Nathan Hale

Colonel Nathan Hale, 2nd Regiment, New Hampshire Continental Line

Nathan Hale was born September 23, 1743 in Hampstead, New Hampshire. He was the son of Moses and Elizabeth (Wheeler) Hale. In his teens he moved with his family to Rindge, New Hampshire. He married Abigail Grout, daughter of Colonel John and Joanna (Boynton) Grout of Lunenburg, Massachusetts. At the organization of the town of Rindge in 1768, Nathan Hale was chosen as the first constable of the town. He was moderator of the annual town meetings in 1773, 1774 and 1775.

As early as 1774 he was captain of a company of “minutemen” and on the alarm of the battle of Lexington, April 19, 1775, led his company at once to the field.

On April 23, 1775, he was commissioned as a Major in Colonel James Reed’s 3rd New Hampshire Regiment. He fought in the Battle of Bunker Hill attached to Captain Ezra Towne’s Company of the 3rd New Hampshire. On January 1, 1776, he was retained and commissioned as a Major in the 2nd Continental Infantry Regiment (the temporary designation for the 3rd New Hampshire Regiment, Continental Line).

Major Nathan Hale was transferred to the 2nd New Hampshire, Continental Line under Colonel Enoch Poor and commissioned as Lieutenant Colonel with duties as Deputy Commander on November 8, 1776.

When Colonel Enoch Poor was promoted to Brigadier General, Lieutenant Colonel Hale was promoted to Colonel and assumed command of the 2nd New Hampshire on April 2, 1777. In the same year he served under Major General Arthur St. Clair at the Siege of Fort Ticonderoga. The Siege took place from July 2–6, 1777. British forces under Generals John Burgoyne and William Phillips numbered some 7,000 men as well as about 800 Indians and Canadians. Officers and Men of the Continental Army under St. Clair were increasingly nervous over the opposing hill named Mount Defiance. If cannon were placed on Mt. Defiance by the British, then Ticonderoga would have no defense.

Apparently, Major General St. Clair did not believe cannon could be placed there as it was nearly impossible to scale. However, on July 4, 1777 the British managed to place two cannon and soldiers atop Mt. Defiance. It was a checkmate move by General Burgoyne. Major General St. Clair met with his officers and decided to escape in the night. The sick and wounded were to sail by ship further south. Major General St. Clair assigned this task of getting the many sick and wounded to safety while evacuating Ticonderoga in the dark to Colonel Nathan Hale. If the sick and wounded were to survive they had to move fast to escape, but they could not move fast enough as they straggled in a long line towards Hubbardton (in present day Vermont).
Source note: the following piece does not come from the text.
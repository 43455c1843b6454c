//! Boundary conversions into [`talkreport_domain::TalkReportError`].

mod conversions;

pub use conversions::InfraError;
The uncontested surrender of Ticonderoga caused an uproar in the American public and in its military circles, as Ticonderoga was widely believed to be virtually impregnable, and a vital point of defense. Major General St. Clair and his superior, Major General Philip Schuyler, were vilified by Congress. Both were eventually exonerated in courts martial, but their careers were adversely affected. Schuyler had already lost his command to Major General Horatio Gates by the time of the court martial, and St. Clair held no more field commands for the remainder of the war.

General Burgoyne took over Fort Ticonderoga and Fort Independence while the Americans sheepishly slipped out in cover of darkness never defending themselves

Just a few days later, Colonel Nathan Hale was still retreating with many sick and wounded as they straggled into Hubbardton. During the Battle of Hubbardton, he and the sick and wounded were discovered and were taken prisoner by the British on July 7, 1777. His surrender there was the subject of controversy. He was later released on limited parole by the British on the condition that Hale was not allowed to serve in the Army and he had to come back to the enemy lines. He returned to Rindge, New Hampshire on July 20, 1777. Since he was not exchanged, Hale returned to prison on June 14, 1779. Colonel Hale had hoped to be able to exonerate himself after a prisoner exchange. Colonel Nathan Hale died on September 23, 1780 in New Utrecht, Brooklyn while in prison.

Sources: R. Safford Hale. Genealogy of descendants of Thomas Hale of Walton, England, and of Newbury, Mass. (Salem, 1889), 199; Francis B. Heitman, Historical Register of Officers of the Continental Army (Baltimore, 1914), 204; Richard M. Ketchum, (1997). Saratoga: Turning Point of America’s Revolutionary War. (New York, 1997); Rev. Abner Morse, The Genealogy of the Descendants of Capt. John Grout (Boston, 1857); The New England Historical and Genealogical Register, 31 (1877); Selected Wartime Service Records for Colonel Nathan Hale.